Africa Defense Forum

LA RÉFUTATION DU MESSAGE

POUR BLOQUER LA PROPAGANDE EXTRÉMISTE EN LIGNE, IL NE SUFFIT PAS DE STOPPER LE MESSAGER

PERSONNEL D’ADF

Pendant des années, le plan suivi pour réfuter la propagande extrémiste était simple : répéter aux adeptes que leurs croyances étaient erronées et qu’ils en souffraient. Leur dire d’abandonner leur cause, car leur vie s’améliorerait s’ils changeaient leurs idéaux. Répéter les messages de réfutation aussi souvent que nécessaire.

Mais les contre-messages ont un problème : ils fonctionnent rarement.

Le Dr Cristina Archetti, auteur de « Terrorism, Communication and New Media: Explaining Radicalization in the Digital Age » [Le terrorisme, les communications et les nouveaux médias : expliquer la radicalisation dans l’ère du numérique], déclare que les développeurs de messagerie anti-extrémiste doivent abandonner les anciens modèles.

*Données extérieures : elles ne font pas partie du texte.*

//! Fallback dispatcher
//!
//! Iterates an ordered candidate list, gating each attempt on the
//! provider's circuit and rate-limiter state. The first healthy candidate
//! to succeed wins; exhaustion yields an aggregated error naming every
//! candidate and why it was skipped or failed.

use super::registry::ProviderRegistry;
use crate::error::{DispatchError, ProviderAttempt, ProviderError, ProviderResult};
use futures::future::BoxFuture;
use std::time::Instant;
use tracing::{debug, warn};

/// Dispatch a logical operation across `candidates` in priority order.
///
/// For each candidate: skip if its circuit is open (no call is made),
/// acquire a rate-limiter slot (a timeout counts as that candidate's
/// failure), then invoke `op`. Success resets the candidate's failure
/// count; failure — transient or rejected alike — records against the
/// circuit and falls through to the next candidate.
pub async fn dispatch<'c, C, T, F>(
    registry: &ProviderRegistry,
    candidates: &'c [C],
    provider_name: impl Fn(&C) -> String,
    op: F,
) -> Result<T, DispatchError>
where
    F: Fn(&'c C) -> BoxFuture<'c, ProviderResult<T>>,
{
    if candidates.is_empty() {
        return Err(DispatchError::NoCandidates);
    }

    let mut attempts = Vec::with_capacity(candidates.len());

    for candidate in candidates {
        let name = provider_name(candidate);
        let state = registry.state(&name);

        if !state.breaker.lock().can_execute(Instant::now()) {
            debug!(provider = %name, "skipping candidate with open circuit");
            attempts.push(ProviderAttempt {
                provider: name,
                error: ProviderError::CircuitOpen,
            });
            continue;
        }

        if let Err(err) = state.limiter.acquire().await {
            warn!(provider = %name, "rate limit wait timed out");
            state.breaker.lock().record_failure(Instant::now());
            attempts.push(ProviderAttempt {
                provider: name,
                error: err,
            });
            continue;
        }

        match op(candidate).await {
            Ok(value) => {
                state.breaker.lock().record_success();
                debug!(provider = %name, "dispatch succeeded");
                return Ok(value);
            }
            Err(err) => {
                warn!(provider = %name, error = %err, "candidate failed, falling back");
                state.breaker.lock().record_failure(Instant::now());
                attempts.push(ProviderAttempt {
                    provider: name,
                    error: err,
                });
            }
        }
    }

    Err(DispatchError::AllProvidersExhausted { attempts })
}

#[cfg(test)]
mod tests {
    use super::*;
    use crate::resilience::{CircuitBreakerConfig, RateLimitConfig};
    use futures::FutureExt;
    use std::sync::atomic::{AtomicUsize, Ordering};
    use std::time::Duration;

    struct Fake {
        name: &'static str,
        fail: bool,
        calls: AtomicUsize,
    }

    impl Fake {
        fn new(name: &'static str, fail: bool) -> Self {
            Self {
                name,
                fail,
                calls: AtomicUsize::new(0),
            }
        }

        async fn call(&self) -> ProviderResult<String> {
            self.calls.fetch_add(1, Ordering::SeqCst);
            if self.fail {
                Err(ProviderError::Transient("simulated outage".to_string()))
            } else {
                Ok(format!("ok from {}", self.name))
            }
        }
    }

    fn quick_registry(failure_threshold: u32) -> ProviderRegistry {
        ProviderRegistry::new(
            CircuitBreakerConfig {
                failure_threshold,
                base_delay: Duration::from_secs(60),
                max_delay: Duration::from_secs(60),
            },
            RateLimitConfig {
                max_requests: 100,
                window: Duration::from_secs(60),
                acquire_timeout: Duration::from_millis(10),
            },
        )
    }

    #[tokio::test]
    async fn falls_back_to_first_healthy_candidate() {
        let registry = quick_registry(5);
        let candidates = vec![
            Fake::new("a", true),
            Fake::new("b", true),
            Fake::new("c", false),
        ];

        let result = dispatch(
            &registry,
            &candidates,
            |c| c.name.to_string(),
            |c| c.call().boxed(),
        )
        .await
        .expect("c should succeed");

        assert_eq!(result, "ok from c");
        assert_eq!(candidates[0].calls.load(Ordering::SeqCst), 1);
        assert_eq!(candidates[1].calls.load(Ordering::SeqCst), 1);
        assert_eq!(candidates[2].calls.load(Ordering::SeqCst), 1);
    }

    #[tokio::test]
    async fn exhaustion_error_names_failed_candidates() {
        let registry = quick_registry(5);
        let candidates = vec![Fake::new("a", true), Fake::new("b", true)];

        let err = dispatch(
            &registry,
            &candidates,
            |c| c.name.to_string(),
            |c| c.call().boxed(),
        )
        .await
        .unwrap_err();

        assert_eq!(err.providers(), vec!["a", "b"]);
        let msg = err.to_string();
        assert!(msg.contains("a: "));
        assert!(msg.contains("simulated outage"));
    }

    #[tokio::test]
    async fn open_circuit_is_skipped_without_a_call() {
        let registry = quick_registry(1);
        let candidates = vec![Fake::new("flaky", true), Fake::new("steady", false)];

        // First dispatch: flaky fails once, crossing the threshold.
        dispatch(
            &registry,
            &candidates,
            |c| c.name.to_string(),
            |c| c.call().boxed(),
        )
        .await
        .expect("steady succeeds");
        assert_eq!(candidates[0].calls.load(Ordering::SeqCst), 1);

        // Second dispatch: flaky's circuit is open — it must not be called.
        dispatch(
            &registry,
            &candidates,
            |c| c.name.to_string(),
            |c| c.call().boxed(),
        )
        .await
        .expect("steady succeeds again");
        assert_eq!(candidates[0].calls.load(Ordering::SeqCst), 1);
        assert_eq!(candidates[1].calls.load(Ordering::SeqCst), 2);
    }

    #[tokio::test]
    async fn success_resets_failure_count() {
        let registry = quick_registry(3);
        let flaky = vec![Fake::new("x", false)];

        // Two failures recorded by hand, then a successful dispatch.
        let state = registry.state("x");
        state.breaker.lock().record_failure(Instant::now());
        state.breaker.lock().record_failure(Instant::now());

        dispatch(&registry, &flaky, |c| c.name.to_string(), |c| c.call().boxed())
            .await
            .unwrap();

        assert_eq!(registry.state("x").breaker.lock().consecutive_failures(), 0);
    }

    #[tokio::test]
    async fn rate_limit_timeout_counts_as_candidate_failure() {
        let registry = quick_registry(10);
        registry.register(
            "limited",
            CircuitBreakerConfig::default(),
            RateLimitConfig {
                max_requests: 1,
                window: Duration::from_secs(60),
                acquire_timeout: Duration::from_millis(5),
            },
        );

        let candidates = vec![Fake::new("limited", false)];

        // Consume the only slot.
        registry.state("limited").limiter.acquire().await.unwrap();

        let err = dispatch(
            &registry,
            &candidates,
            |c| c.name.to_string(),
            |c| c.call().boxed(),
        )
        .await
        .unwrap_err();

        match err {
            DispatchError::AllProvidersExhausted { attempts } => {
                assert_eq!(attempts.len(), 1);
                assert!(matches!(attempts[0].error, ProviderError::RateLimitTimeout));
            }
            other => panic!("unexpected error: {other:?}"),
        }
        // The operation itself was never invoked.
        assert_eq!(candidates[0].calls.load(Ordering::SeqCst), 0);
    }

    #[tokio::test]
    async fn empty_candidates_is_an_error() {
        let registry = quick_registry(3);
        let candidates: Vec<Fake> = Vec::new();

        let err = dispatch(
            &registry,
            &candidates,
            |c| c.name.to_string(),
            |c| c.call().boxed(),
        )
        .await
        .unwrap_err();
        assert!(matches!(err, DispatchError::NoCandidates));
    }
}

Cette jeune fille a échappé au groupe extrémiste Boko Haram du Nigeria, lequel est actif dans une région où un grand nombre d’habitants ont été déçus par le gouvernement national. REUTERS

« Pour commencer, depuis les rapports sur la façon de contrecarrer la radicalisation en ligne jusqu’aux appels des gouvernements visant à éliminer les sites extrémistes de l’Internet, on se concentre fortement sur les messages, écrit le Dr Archetti. Que cette approche se traduise par la lutte contre les terroristes avec un contre-message correct ou par l’élimination de leurs messages extrémistes, elle reflète un modèle tout à fait obsolète des interactions avec les médias publics. »

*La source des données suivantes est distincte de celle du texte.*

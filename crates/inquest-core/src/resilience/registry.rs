//! Injectable provider health registry
//!
//! One registry is shared by every concurrent pipeline run; circuit and
//! rate-window mutation is serialized per provider. Lifetime is the
//! process lifetime — nothing here persists across restarts.

use super::circuit::{CircuitBreaker, CircuitBreakerConfig};
use super::rate_limit::{RateLimitConfig, RateLimiter};
use parking_lot::Mutex;
use std::collections::HashMap;
use std::sync::Arc;

/// Health and admission state for one provider
pub struct ProviderState {
    pub breaker: Mutex<CircuitBreaker>,
    pub limiter: RateLimiter,
}

impl ProviderState {
    fn new(circuit: CircuitBreakerConfig, rate: RateLimitConfig) -> Self {
        Self {
            breaker: Mutex::new(CircuitBreaker::new(circuit)),
            limiter: RateLimiter::new(rate),
        }
    }
}

/// Registry mapping provider name to its shared state
///
/// Cloning is cheap; all clones share the same underlying map.
#[derive(Clone)]
pub struct ProviderRegistry {
    inner: Arc<Mutex<HashMap<String, Arc<ProviderState>>>>,
    default_circuit: CircuitBreakerConfig,
    default_rate: RateLimitConfig,
}

impl ProviderRegistry {
    pub fn new(circuit: CircuitBreakerConfig, rate: RateLimitConfig) -> Self {
        Self {
            inner: Arc::new(Mutex::new(HashMap::new())),
            default_circuit: circuit,
            default_rate: rate,
        }
    }

    /// Register a provider with its own policies, replacing any prior state.
    pub fn register(
        &self,
        name: impl Into<String>,
        circuit: CircuitBreakerConfig,
        rate: RateLimitConfig,
    ) {
        let mut inner = self.inner.lock();
        inner.insert(name.into(), Arc::new(ProviderState::new(circuit, rate)));
    }

    /// Fetch a provider's state, creating it with the default policies on
    /// first use.
    pub fn state(&self, name: &str) -> Arc<ProviderState> {
        let mut inner = self.inner.lock();
        Arc::clone(inner.entry(name.to_string()).or_insert_with(|| {
            Arc::new(ProviderState::new(
                self.default_circuit.clone(),
                self.default_rate.clone(),
            ))
        }))
    }

    /// Providers currently tracked
    pub fn provider_names(&self) -> Vec<String> {
        self.inner.lock().keys().cloned().collect()
    }
}

impl Default for ProviderRegistry {
    fn default() -> Self {
        Self::new(CircuitBreakerConfig::default(), RateLimitConfig::default())
    }
}

#[cfg(test)]
mod tests {
    use super::*;
    use std::time::Instant;

    #[test]
    fn state_is_created_lazily_and_shared() {
        let registry = ProviderRegistry::default();

        let a = registry.state("openai");
        let b = registry.state("openai");
        assert!(Arc::ptr_eq(&a, &b));
        assert_eq!(registry.provider_names(), vec!["openai".to_string()]);
    }

    #[test]
    fn registries_are_isolated() {
        let first = ProviderRegistry::default();
        let second = ProviderRegistry::default();

        first
            .state("openai")
            .breaker
            .lock()
            .record_failure(Instant::now());

        assert_eq!(
            first.state("openai").breaker.lock().consecutive_failures(),
            1
        );
        assert_eq!(
            second.state("openai").breaker.lock().consecutive_failures(),
            0
        );
    }

    #[test]
    fn register_overrides_policies() {
        let registry = ProviderRegistry::default();
        registry.register(
            "tavily",
            CircuitBreakerConfig {
                failure_threshold: 1,
                ..Default::default()
            },
            RateLimitConfig::default(),
        );

        let state = registry.state("tavily");
        state.breaker.lock().record_failure(Instant::now());
        assert!(!state.breaker.lock().can_execute(Instant::now()));
    }
}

Le Dr Archetti déclare qu’un tel modèle, parfois appelé communication de type « aiguille hypodermique », a été développé après la Première Guerre mondiale lorsque les vainqueurs ont pensé qu’ils avaient gagné au moins en partie à cause de leurs pouvoirs persuasifs de propagande.

Un tel modèle est aujourd’hui largement reconnu comme étant simpliste et naïf. Comme le remarque le Dr Archetti, « nous pouvons tous nous rendre compte dans l’immédiateté de notre vie quotidienne que nous n’achetons pas tous les produits que les messages publicitaires nous disent d’acheter ».

Aujourd’hui, les extrémistes utilisent l’Internet et les réseaux sociaux pour recruter des adeptes, en général de jeunes ados ou des personnes d’une vingtaine d’années. Les extrémistes utilisent des vidéos de haute qualité pour convaincre ces jeunes qu’ils sont victimes de discrimination à cause de leurs croyances.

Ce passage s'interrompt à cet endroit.